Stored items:

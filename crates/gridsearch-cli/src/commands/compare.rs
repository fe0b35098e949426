//! `compare` command: run every strategy against the same grid.

use std::io::{self, Write};
use std::path::Path;
use std::thread;

use anyhow::{anyhow, Context, Result};
use tracing::debug;

use gridsearch_lib::{run_search, Grid, SearchResult, StrategyId};

use super::load_command_grid;
use crate::output::OutputFormat;
use crate::terminal::ColorPalette;

/// Run every registered strategy on its own scoped thread.
///
/// The grid is borrowed by all threads; results come back in
/// [`StrategyId::ALL`] order.
pub fn compare_strategies(grid: &Grid) -> Result<Vec<SearchResult>> {
    thread::scope(|scope| {
        let handles: Vec<_> = StrategyId::ALL
            .iter()
            .map(|&id| (id, scope.spawn(move || run_search(grid, id))))
            .collect();

        handles
            .into_iter()
            .map(|(id, handle)| {
                handle
                    .join()
                    .map_err(|_| anyhow!("{} search thread panicked", id))
            })
            .collect()
    })
}

/// Handle the compare subcommand.
pub fn handle_compare_command(format: OutputFormat, grid_path: Option<&Path>) -> Result<()> {
    let grid = load_command_grid(grid_path)?;
    let results = compare_strategies(&grid)?;
    debug!(strategies = results.len(), "comparison finished");

    let stdout = io::stdout();
    let mut out = stdout.lock();
    format
        .write_comparison(&mut out, &results, &ColorPalette::detect())
        .context("failed to write comparison")?;
    out.flush().context("failed to flush output")
}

### What you should do:
Extract each entry in full, exactly as given.

### Exercise solution:
filename crates/gridsearch-cli/src/commands/compare.rs
repository fe0b35098e949426
//! `compare` command: run every strategy against the same grid.

use std::io::{self, Write};
use std::path::Path;
use std::thread;

use anyhow::{anyhow, Context, Result};
use tracing::debug;

use gridsearch_lib::{run_search, Grid, SearchResult, StrategyId};

use super::load_command_grid;
use crate::output::OutputFormat;
use crate::terminal::ColorPalette;

/// Run every registered strategy on its own scoped thread.
///
/// The grid is borrowed by all threads; results come back in
/// [`StrategyId::ALL`] order.
pub fn compare_strategies(grid: &Grid) -> Result<Vec<SearchResult>> {
    thread::scope(|scope| {
        let handles: Vec<_> = StrategyId::ALL
            .iter()
            .map(|&id| (id, scope.spawn(move || run_search(grid, id))))
            .collect();

        handles
            .into_iter()
            .map(|(id, handle)| {
                handle
                    .join()
                    .map_err(|_| anyhow!("{} search thread panicked", id))
            })
            .collect()
    })
}

/// Handle the compare subcommand.
pub fn handle_compare_command(format: OutputFormat, grid_path: Option<&Path>) -> Result<()> {
    let grid = load_command_grid(grid_path)?;
    let results = compare_strategies(&grid)?;
    debug!(strategies = results.len(), "comparison finished");

    let stdout = io::stdout();
    let mut out = stdout.lock();
    format
        .write_comparison(&mut out, &results, &ColorPalette::detect())
        .context("failed to write comparison")?;
    out.flush().context("failed to flush output")
}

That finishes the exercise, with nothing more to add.